Spurned by state for huge Medicaid contract, Aetna alleges bias favoring Blue Cross
Insurance giant Aetna is alleging that the state of North Carolina tipped the scales in favor of Blue Cross and Blue Shield of North Carolina during the selection of five companies that will manage the state’s Medicaid insurance program for low-income recipients. Among the most startling contentions: A state employee involved in awarding the contracts that total $30 billion over six years lives with a top Blue Cross executive.
The matter involves what Hartford, Conn.-based Aetna called the biggest state contract in history, ushering a new managed-care system in which the state will pay a set monthly rate per Medicaid recipient to four companies: AmeriHealth Caritas, Blue Cross and Blue Shield of North Carolina, United Healthcare and WellCare. A fifth group, Carolina Complete Health, will serve people in the Charlotte and southeastern parts of the state. After a lengthy selection process, Aetna’s bid was rejected.
In return for the state payments, the companies will oversee the medical needs of an estimated 1.6 million recipients. The program was expected to kick off Nov. 1, but the health department has pushed back implementation until Feb. 1, blaming the legislature’s stalemate over the state budget. State lawmakers authorized the change in 2015, saying the new approach will stabilize soaring Medicad spending.
In a 40-page filing this week, Aetna provided detailed criticism of the process with particular fire aimed at state regulators and Blue Cross, the state’s dominant insurer. It contends the N.C. Department of Health and Human Services “unilaterally manipulated the scoring to ensure that its favored Offeror, Blue Cross and Blue Shield of North Carolina …. would receive an award.”
The insurer also alleged that the committee evaluating competing programs used a flawed scoring process and that committee members didn’t disclose conflicts of interest. “Even when conflicts were disclosed, the Department simply swept them under the rug,” according to the complaint.
In response to questions about the lawsuit, the N.C. health department issued a general statement: “We are confident in the integrity and fairness of our procurement process. An administrative judge already denied a request to halt the implementation of transformation that came from entities not selected to participate as Prepaid Health Plans, finding that none were likely to succeed on the merits of their claims.” A department spokeswoman declined further comment.
Blue Cross said it “has confidence that the bid procurement process was conducted fairly and without bias, and it looks forward to continuing to serve the citizens of North Carolina.”
Aetna’s filing noted that health department employee Amanda Van Vleet, who was on the evaluation committee, “has a long-term relationship and lives with a [Blue Cross] employee who serves as the director, healthcare strategy and transformation.” That executive is J.P. Sharp, who joined the insurer last year after working for Blue Cross CEO Patrick Conway when both were senior officials at the federal Medicare innovation office in Washington, D.C.
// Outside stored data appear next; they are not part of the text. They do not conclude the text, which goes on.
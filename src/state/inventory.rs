//! Inventory store: the item sizes and counts the user expects on the board.

use crate::constants::{ITEM_SLOTS, WIDE_ITEM_PRESETS};
use crate::models::{ItemSetting, ItemSize, Rectangle};

/// An ordered, fixed-length sequence of item settings.
///
/// Slots are addressed by index. Out-of-range indices are a caller contract
/// violation and panic; the UI only ever iterates over valid slots. The
/// store performs no value validation of its own: any [`ItemSize`] is
/// accepted, whether or not it appears in the preset lists.
#[derive(Debug, Clone)]
pub struct ItemInventory {
    settings: Vec<ItemSetting>,
}

impl ItemInventory {
    /// Creates an inventory with `slots` settings, all counts zero.
    ///
    /// Initial sizes walk the wide preset list so each slot starts distinct.
    #[must_use]
    pub fn new(slots: usize) -> Self {
        let settings = (0..slots)
            .map(|i| {
                let (rows, cols) = WIDE_ITEM_PRESETS[i % WIDE_ITEM_PRESETS.len()];
                ItemSetting::new(ItemSize::new(rows, cols).expect("preset dimensions are positive"))
            })
            .collect();
        Self { settings }
    }

    /// Returns the number of slots.
    #[must_use]
    pub fn slots(&self) -> usize {
        self.settings.len()
    }

    /// Returns all settings in slot order.
    #[must_use]
    pub fn settings(&self) -> &[ItemSetting] {
        &self.settings
    }

    /// Returns the item size in the given slot.
    #[must_use]
    pub fn size(&self, index: usize) -> ItemSize {
        self.settings[index].size
    }

    /// Returns the item count in the given slot.
    #[must_use]
    pub fn count(&self, index: usize) -> usize {
        self.settings[index].count
    }

    /// Replaces the item size in the given slot.
    pub fn set_size(&mut self, index: usize, size: ItemSize) {
        self.settings[index].size = size;
    }

    /// Replaces the item count in the given slot.
    pub fn set_count(&mut self, index: usize, count: usize) {
        self.settings[index].count = count;
    }

    /// Sum of all counts across slots.
    #[must_use]
    pub fn total_count(&self) -> usize {
        self.settings.iter().map(|s| s.count).sum()
    }

    /// Flattens the settings into the rectangle list the service expects.
    ///
    /// Iterates slots in index order and emits `count` copies of each slot's
    /// size as a width/height rectangle. The order is deterministic but
    /// carries no meaning; the service treats the list as a multiset. Empty
    /// when all counts are zero.
    #[must_use]
    pub fn to_rectangles(&self) -> Vec<Rectangle> {
        self.settings
            .iter()
            .flat_map(|setting| {
                std::iter::repeat(setting.size.to_rectangle()).take(setting.count)
            })
            .collect()
    }
}

impl Default for ItemInventory {
    fn default() -> Self {
        Self::new(ITEM_SLOTS)
    }
}
//! RGB color handling and contrast selection.
//!
//! The estimation service attaches a display color to every cell value. The
//! wire form is a plain three-element array `[r, g, b]`, which the tuple
//! struct layout of [`Rgb`] matches directly.

use serde::{Deserialize, Serialize};
use std::fmt;

/// Threshold on perceptual brightness above which black text is readable.
const CONTRAST_THRESHOLD: u32 = 125;

/// An RGB color with 8-bit channels, serialized as `[r, g, b]`.
#[derive(Debug, Clone, Copy, PartialEq, Eq, Hash, Serialize, Deserialize)]
pub struct Rgb(pub u8, pub u8, pub u8);

impl Rgb {
    /// Creates a new `Rgb` from individual channel values.
    #[must_use]
    pub const fn new(r: u8, g: u8, b: u8) -> Self {
        Self(r, g, b)
    }

    /// Returns the red channel.
    #[must_use]
    pub const fn r(&self) -> u8 {
        self.0
    }

    /// Returns the green channel.
    #[must_use]
    pub const fn g(&self) -> u8 {
        self.1
    }

    /// Returns the blue channel.
    #[must_use]
    pub const fn b(&self) -> u8 {
        self.2
    }

    /// Perceptual brightness of the color, on a 0-255 scale.
    ///
    /// Uses the luma weights 299/587/114 with rounded integer division, the
    /// standard weighting for choosing readable foreground text.
    #[must_use]
    pub const fn brightness(&self) -> u32 {
        let weighted =
            299 * self.0 as u32 + 587 * self.1 as u32 + 114 * self.2 as u32;
        // +500 rounds the division to the nearest integer
        (weighted + 500) / 1000
    }

    /// Chooses the readable text color for this background.
    ///
    /// Brightness strictly above 125 selects black text; everything else,
    /// including exactly 125, selects white.
    ///
    /// # Examples
    ///
    /// ```
    /// use unearth::models::{Rgb, TextColor};
    ///
    /// assert_eq!(Rgb::new(255, 255, 255).contrast_text(), TextColor::Black);
    /// assert_eq!(Rgb::new(0, 0, 0).contrast_text(), TextColor::White);
    /// ```
    #[must_use]
    pub const fn contrast_text(&self) -> TextColor {
        if self.brightness() > CONTRAST_THRESHOLD {
            TextColor::Black
        } else {
            TextColor::White
        }
    }

    /// Formats the color as a CSS color string, e.g. `"rgb(32, 64, 128)"`.
    #[must_use]
    pub fn css(&self) -> String {
        format!("rgb({}, {}, {})", self.0, self.1, self.2)
    }

    /// Converts the color to a hex string in the format `#RRGGBB`.
    #[must_use]
    pub fn to_hex(&self) -> String {
        format!("#{:02X}{:02X}{:02X}", self.0, self.1, self.2)
    }

    /// Converts the color to a Ratatui color for terminal rendering.
    #[must_use]
    pub const fn to_ratatui_color(&self) -> ratatui::style::Color {
        ratatui::style::Color::Rgb(self.0, self.1, self.2)
    }
}

impl fmt::Display for Rgb {
    fn fmt(&self, f: &mut fmt::Formatter<'_>) -> fmt::Result {
        write!(f, "{}", self.to_hex())
    }
}

/// Foreground text color chosen for readability against a cell background.
#[derive(Debug, Clone, Copy, PartialEq, Eq, Default)]
pub enum TextColor {
    /// Black text, for bright backgrounds.
    #[default]
    Black,
    /// White text, for dark backgrounds.
    White,
}

impl TextColor {
    /// Formats the text color as a CSS color keyword.
    #[must_use]
    pub const fn css(&self) -> &'static str {
        match self {
            Self::Black => "black",
            Self::White => "white",
        }
    }

    /// Converts the text color to a Ratatui color.
    #[must_use]
    pub const fn to_ratatui_color(&self) -> ratatui::style::Color {
        match self {
            Self::Black => ratatui::style::Color::Black,
            Self::White => ratatui::style::Color::White,
        }
    }
}
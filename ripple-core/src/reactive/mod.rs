//! Reactive Primitives
//!
//! This module implements the typed surface of the reactive graph: cells,
//! derived values, lists and the sink contract that renderers consume.
//!
//! # Concepts
//!
//! ## Cells
//!
//! A [`Cell`] is a container for mutable state. Setting it synchronously
//! pushes the new value through every registered node before returning.
//!
//! ## Derived Values
//!
//! A [`MappedValue`] applies a function to one source; a [`ZippedValue`]
//! combines several. Both are lazy and shared: they hold exactly one
//! upstream registration while anything downstream is registered on them,
//! and none otherwise.
//!
//! ## Collections
//!
//! A [`ReactiveList`] propagates structural changes (append at the tail,
//! remove a range) rather than whole values. A [`MappedList`] mirrors a
//! collection element by element.
//!
//! ## Sinks
//!
//! [`Sink`] and [`RangeSink`] are the consumer side. Registrations are
//! explicit keys, or [`Subscription`] guards that release on drop; a
//! [`Scope`] ties the subscriptions of one rendered element to its lifetime.
//!
//! # Implementation Notes
//!
//! Dependencies are wired explicitly through `register`, not discovered by
//! tracking reads. Every node lives in the thread-local [`Runtime`].

mod cell;
mod collection;
mod list;
mod mapped;
mod mapped_list;
mod runtime;
mod sink;
mod value;
mod zipped;

pub use cell::{Cell, ReadOnlyCell};
pub use collection::{ArrayNodeFactory, Element, ReactiveCollection, ReactiveCollectionExt};
pub use list::ReactiveList;
pub use mapped::{when, MappedValue};
pub use mapped_list::MappedList;
pub use runtime::{Runtime, RuntimeStats};
pub use sink::{RangeSink, Scope, Sink, Subscription};
pub use value::{NodeFactory, ReactiveValue, ReactiveValueExt};
pub use zipped::{zip2, zip3, ZippedValue};
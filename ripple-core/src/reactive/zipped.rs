//! Zipped Value Implementation
//!
//! A zipped value combines `N` sources with a zipper function. All of its
//! upstream state lives in one shared zip context: the last value seen from
//! each source, the zipper, the cached result and the downstream nodes.
//!
//! # How Zipped Values Work
//!
//! 1. The first registration creates and publishes the context, then
//!    registers one stub node per source, in source order. Each stub factory pushes its
//!    source's current value into the context, so slot `i` always belongs
//!    to source `i`.
//!
//! 2. Once every stub exists the zipper runs once, the result is cached
//!    and the caller's factory is built from it. A registration made from
//!    inside that factory attaches to the same context.
//!
//! 3. When source `i` changes its stub overwrites slot `i` and the whole
//!    value is recomputed from all slots.
//!
//! 4. When the last downstream node unregisters, every stub is unregistered
//!    from its source and the context is discarded.
//!
//! Sources of different types are supported through [`zip2`] and [`zip3`].

use std::cell::RefCell;
use std::fmt;
use std::marker::PhantomData;
use std::rc::Rc;

use tracing::{debug, error};

use super::runtime::Runtime;
use super::value::{ErasedSource, NodeFactory, ReactiveValue};
use crate::error::{ReactiveError, Result};
use crate::graph::{
    downcast, Dependents, ErasedZipper, NodeId, Payload, ValueNode, ZipContext, ZipId,
};

/// Upstream registrations of a live zipped value.
struct LiveZip {
    context: ZipId,
    /// `stubs[i]` is registered on `sources[i]`.
    stubs: Vec<NodeId>,
}

struct ZippedInner<Out> {
    sources: Vec<Rc<dyn ErasedSource>>,
    zipper: ErasedZipper,
    state: RefCell<Option<LiveZip>>,
    _out: PhantomData<fn() -> Out>,
}

/// A value derived from several sources at once.
///
/// # Example
///
/// ```rust
/// use ripple_core::{zip2, Cell, ReactiveValue};
///
/// let first = Cell::new("a".to_string());
/// let second = Cell::new("b".to_string());
/// let joined = zip2(first.clone(), second, |x: &String, y: &String| format!("{x}{y}"));
///
/// first.set("x".to_string());
/// assert_eq!(joined.read(), "xb");
/// ```
pub struct ZippedValue<Out> {
    inner: Rc<ZippedInner<Out>>,
}

impl<Out> ZippedValue<Out>
where
    Out: Clone + 'static,
{
    /// Zip sources of one value type. The zipper receives the values in
    /// the order of `sources`.
    pub fn new<R, T, Z>(sources: Vec<R>, zipper: Z) -> Self
    where
        R: ReactiveValue<Value = T> + 'static,
        T: Clone + 'static,
        Z: Fn(&[T]) -> Out + 'static,
    {
        let sources = sources
            .into_iter()
            .map(|source| Rc::new(source) as Rc<dyn ErasedSource>)
            .collect();
        let zipper: ErasedZipper = Rc::new(move |values: &[Payload]| {
            let values: Vec<T> = values.iter().map(|value| downcast::<T>(value).clone()).collect();
            Rc::new(zipper(&values)) as Payload
        });
        Self::from_erased(sources, zipper)
    }

    fn from_erased(sources: Vec<Rc<dyn ErasedSource>>, zipper: ErasedZipper) -> Self {
        Self {
            inner: Rc::new(ZippedInner {
                sources,
                zipper,
                state: RefCell::new(None),
                _out: PhantomData,
            }),
        }
    }

    /// Whether the upstream stubs currently exist.
    pub fn is_live(&self) -> bool {
        self.inner.state.borrow().is_some()
    }

    /// Number of downstream nodes sharing the context.
    pub fn dependent_count(&self) -> usize {
        self.context()
            .and_then(|context| {
                Runtime::with(|rt| rt.contexts.get(context).map(|ctx| ctx.dependents.len()))
            })
            .unwrap_or(0)
    }

    fn context(&self) -> Option<ZipId> {
        self.inner.state.borrow().as_ref().map(|live| live.context)
    }

    /// The cached result. `None` while cold, and while the stubs of a new
    /// context are still being registered.
    fn cached(&self) -> Option<Payload> {
        let context = self.context()?;
        Runtime::with(|rt| rt.contexts.get(context).and_then(|ctx| ctx.value.clone()))
    }

    fn compute(&self) -> Payload {
        let values: Vec<Payload> = self
            .inner
            .sources
            .iter()
            .map(|source| source.read_payload())
            .collect();
        (self.inner.zipper)(&values)
    }

    fn register_live(
        &self,
        context: ZipId,
        cached: Payload,
        factory: NodeFactory<'_, Out>,
    ) -> NodeId {
        let child = factory(downcast::<Out>(&cached));
        let attached = Runtime::with(|rt| match rt.contexts.get_mut(context) {
            Some(ctx) => {
                ctx.dependents.push(child);
                true
            }
            None => false,
        });
        if !attached {
            error!(?context, ?child, "zip context vanished during registration");
        }
        child
    }

    fn register_cold(&self, factory: NodeFactory<'_, Out>) -> NodeId {
        let context = Runtime::with(|rt| {
            rt.contexts.insert(ZipContext {
                source_values: Vec::with_capacity(self.inner.sources.len()),
                zipper: self.inner.zipper.clone(),
                value: None,
                dependents: Dependents::new(),
            })
        });
        *self.inner.state.borrow_mut() = Some(LiveZip {
            context,
            stubs: Vec::new(),
        });

        let stubs: Vec<NodeId> = self
            .inner
            .sources
            .iter()
            .enumerate()
            .map(|(index, source)| {
                source.register_payload(Box::new(move |value: Payload| {
                    Runtime::with(|rt| {
                        if let Some(ctx) = rt.contexts.get_mut(context) {
                            ctx.source_values.push(value);
                        }
                        rt.values.insert(ValueNode::Zipped { index, context })
                    })
                }))
            })
            .collect();
        debug!(?context, sources = stubs.len(), "zipped value went live");
        if let Some(live) = self.inner.state.borrow_mut().as_mut() {
            live.stubs = stubs;
        }

        let values = Runtime::with(|rt| {
            rt.contexts
                .get(context)
                .map(|ctx| ctx.source_values.clone())
                .unwrap_or_default()
        });
        let value = (self.inner.zipper)(&values);
        Runtime::with(|rt| {
            if let Some(ctx) = rt.contexts.get_mut(context) {
                ctx.value = Some(value.clone());
            }
        });
        self.register_live(context, value, factory)
    }

    fn go_cold(&self, live: LiveZip) -> Result<()> {
        let mut outcome = Ok(());
        for (source, stub) in self.inner.sources.iter().zip(live.stubs) {
            let result = source.unregister_node(stub);
            if outcome.is_ok() {
                outcome = result;
            }
        }
        Runtime::free_context(live.context);
        debug!(context = ?live.context, "zipped value went cold");
        outcome
    }
}

impl<Out> ReactiveValue for ZippedValue<Out>
where
    Out: Clone + 'static,
{
    type Value = Out;

    fn read(&self) -> Out {
        let value = self.cached().unwrap_or_else(|| self.compute());
        downcast::<Out>(&value).clone()
    }

    fn register(&self, factory: NodeFactory<'_, Out>) -> NodeId {
        let Some(context) = self.context() else {
            return self.register_cold(factory);
        };
        let value = self.cached().unwrap_or_else(|| self.compute());
        self.register_live(context, value, factory)
    }

    fn unregister(&self, node: NodeId) -> Result<()> {
        let context = self.context().ok_or_else(|| {
            ReactiveError::invariant(format!("unregister of {node:?} on a cold zipped value"))
        })?;

        if Runtime::detach_from_context(context, node)? {
            let live = self.inner.state.borrow_mut().take();
            if let Some(live) = live {
                self.go_cold(live)?;
            }
        }
        Ok(())
    }
}

impl<Out> Clone for ZippedValue<Out> {
    fn clone(&self) -> Self {
        Self {
            inner: Rc::clone(&self.inner),
        }
    }
}

impl<Out> fmt::Debug for ZippedValue<Out> {
    fn fmt(&self, f: &mut fmt::Formatter<'_>) -> fmt::Result {
        let state = self.inner.state.borrow();
        f.debug_struct("ZippedValue")
            .field("sources", &self.inner.sources.len())
            .field("context", &state.as_ref().map(|live| live.context))
            .finish()
    }
}

/// Zip two sources of possibly different types.
pub fn zip2<A, B, Out, Z>(a: A, b: B, zipper: Z) -> ZippedValue<Out>
where
    A: ReactiveValue + 'static,
    B: ReactiveValue + 'static,
    Out: Clone + 'static,
    Z: Fn(&A::Value, &B::Value) -> Out + 'static,
{
    let sources = vec![
        Rc::new(a) as Rc<dyn ErasedSource>,
        Rc::new(b) as Rc<dyn ErasedSource>,
    ];
    let zipper: ErasedZipper = Rc::new(move |values: &[Payload]| {
        Rc::new(zipper(
            downcast::<A::Value>(&values[0]),
            downcast::<B::Value>(&values[1]),
        )) as Payload
    });
    ZippedValue::from_erased(sources, zipper)
}

/// Zip three sources of possibly different types.
pub fn zip3<A, B, C, Out, Z>(a: A, b: B, c: C, zipper: Z) -> ZippedValue<Out>
where
    A: ReactiveValue + 'static,
    B: ReactiveValue + 'static,
    C: ReactiveValue + 'static,
    Out: Clone + 'static,
    Z: Fn(&A::Value, &B::Value, &C::Value) -> Out + 'static,
{
    let sources = vec![
        Rc::new(a) as Rc<dyn ErasedSource>,
        Rc::new(b) as Rc<dyn ErasedSource>,
        Rc::new(c) as Rc<dyn ErasedSource>,
    ];
    let zipper: ErasedZipper = Rc::new(move |values: &[Payload]| {
        Rc::new(zipper(
            downcast::<A::Value>(&values[0]),
            downcast::<B::Value>(&values[1]),
            downcast::<C::Value>(&values[2]),
        )) as Payload
    });
    ZippedValue::from_erased(sources, zipper)
}

#[cfg(test)]
mod tests {
    use super::*;
    use crate::reactive::{Cell, ReactiveValueExt};

    fn concat(a: &String, b: &String) -> String {
        format!("{a}{b}")
    }

    fn last_value<T: Clone + 'static>(
        log: &Rc<RefCell<Vec<T>>>,
    ) -> impl FnOnce(&T) -> Box<dyn FnMut(&T)> {
        let log = log.clone();
        move |_: &T| -> Box<dyn FnMut(&T)> {
            Box::new(move |value: &T| log.borrow_mut().push(value.clone()))
        }
    }

    #[test]
    fn zip_recomputes_when_any_input_changes() {
        let a = Cell::new("a".to_string());
        let b = Cell::new("b".to_string());
        let zipped = zip2(a.clone(), b.clone(), concat);

        let log = Rc::new(RefCell::new(Vec::new()));
        let _subscription = zipped.subscribe(last_value(&log));
        assert_eq!(zipped.read(), "ab");

        a.set("x".into());
        assert_eq!(zipped.read(), "xb");
        b.set("y".into());
        assert_eq!(zipped.read(), "xy");
        assert_eq!(*log.borrow(), vec!["xb", "xy"]);
    }

    #[test]
    fn argument_order_follows_source_order() {
        let cells: Vec<Cell<i32>> = (1..=3).map(Cell::new).collect();
        let zipped = ZippedValue::new(cells.clone(), |values: &[i32]| {
            values.iter().map(|v| v.to_string()).collect::<Vec<_>>().join(",")
        });

        let log = Rc::new(RefCell::new(Vec::new()));
        let _subscription = zipped.subscribe(last_value(&log));
        cells[2].set(30);
        cells[0].set(10);

        assert_eq!(*log.borrow(), vec!["1,2,30", "10,2,30"]);
    }

    #[test]
    fn downstream_registrations_share_the_context() {
        let a = Cell::new(1);
        let b = Cell::new(2);
        let sum = zip2(a.clone(), b.clone(), |x: &i32, y: &i32| x + y);

        let first = sum.subscribe(|_: &i32| |_: &i32| {});
        let second = sum.subscribe(|_: &i32| |_: &i32| {});
        assert_eq!(a.dependent_count(), 1);
        assert_eq!(b.dependent_count(), 1);
        assert_eq!(sum.dependent_count(), 2);
        assert_eq!(Runtime::stats().zip_contexts, 1);

        drop(first);
        assert!(sum.is_live());
        drop(second);
        assert!(!sum.is_live());
        assert_eq!(a.dependent_count(), 0);
        assert_eq!(b.dependent_count(), 0);
        assert_eq!(Runtime::stats().total(), 0);
    }

    #[test]
    fn cold_zip_rebuilds_from_current_sources() {
        let a = Cell::new(1);
        let b = Cell::new(1);
        let product = zip2(a.clone(), b.clone(), |x: &i32, y: &i32| x * y);

        let subscription = product.subscribe(|_: &i32| |_: &i32| {});
        subscription.unsubscribe().unwrap();
        a.set(6);
        b.set(7);

        let initial = Rc::new(RefCell::new(0));
        let slot = initial.clone();
        let _subscription = product.subscribe(move |value: &i32| {
            *slot.borrow_mut() = *value;
            |_: &i32| {}
        });
        assert_eq!(*initial.borrow(), 42);
    }

    #[test]
    fn zip3_mixes_types() {
        let name = Cell::new("item".to_string());
        let count = Cell::new(2_u32);
        let visible = Cell::new(true);
        let label = zip3(
            name,
            count.clone(),
            visible.clone(),
            |n: &String, c: &u32, v: &bool| {
                if *v {
                    format!("{n} x{c}")
                } else {
                    String::new()
                }
            },
        );

        let log = Rc::new(RefCell::new(Vec::new()));
        let _subscription = label.subscribe(last_value(&log));
        count.set(3);
        visible.set(false);
        assert_eq!(*log.borrow(), vec!["item x3".to_string(), String::new()]);
    }

    #[test]
    fn zipping_derived_values() {
        let base = Cell::new(1);
        let zipped = zip2(
            base.map(|n: &i32| n + 1),
            base.map(|n: &i32| n * 10),
            |x: &i32, y: &i32| (*x, *y),
        );

        let log = Rc::new(RefCell::new(Vec::new()));
        let _subscription = zipped.subscribe(last_value(&log));
        base.set(2);

        // One dispatch per input; the second carries the settled value.
        assert_eq!(log.borrow().len(), 2);
        assert_eq!(log.borrow().last(), Some(&(3, 20)));
        assert_eq!(zipped.read(), (3, 20));
    }

    #[test]
    fn unregister_on_cold_zip_fails() {
        let zipped = zip2(Cell::new(0), Cell::new(0), |x: &i32, y: &i32| x + y);
        let node = zipped.register_sink(|_: &i32| |_: &i32| {});
        zipped.unregister(node).unwrap();

        let err = zipped.unregister(node).unwrap_err();
        assert!(matches!(err, ReactiveError::InvariantViolation(_)));
    }

    #[test]
    fn registering_from_inside_a_factory_shares_the_context() {
        let a = Cell::new("a".to_string());
        let b = Cell::new("b".to_string());
        let joined = zip2(a.clone(), b.clone(), concat);

        let log = Rc::new(RefCell::new(Vec::new()));
        let inner = Rc::new(std::cell::Cell::new(None));
        let (reentrant, slot) = (joined.clone(), inner.clone());
        let inner_factory = last_value(&log);
        let outer = joined.register_sink(move |initial: &String| {
            assert_eq!(initial, "ab");
            slot.set(Some(reentrant.register_sink(inner_factory)));
            |_: &String| {}
        });
        assert_eq!(a.dependent_count(), 1);
        assert_eq!(b.dependent_count(), 1);
        assert_eq!(joined.dependent_count(), 2);
        assert_eq!(Runtime::stats().zip_contexts, 1);

        b.set("c".into());
        assert_eq!(*log.borrow(), vec!["ac"]);

        let inner = inner.get().expect("inner sink registered");
        joined.unregister(inner).unwrap();
        joined.unregister(outer).unwrap();
        assert!(!joined.is_live());
        assert_eq!(Runtime::stats().total(), 0);
    }
}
Another department employee and member of the evaluation committee, Sheila Platts, went to work for Blue Cross “almost immediately upon completing scoring” that selected the five winning bids, Aetna said in the filing. Sarah Gregowski, who designed the request for proposal used to select winning bidders, also used to work for the insurer, Aetna said.
Aetna was acquired earlier this month by CVS for $68 billion, nearly two years after the transaction was announced. The American Medical Association was among the groups opposing the deal, contending it would lead to less competition and higher drug prices.
A call to Todd Brown, a Charlotte lawyer with Hunton Andrews Kurth LLP who is representing Aetna, was not immediately returned.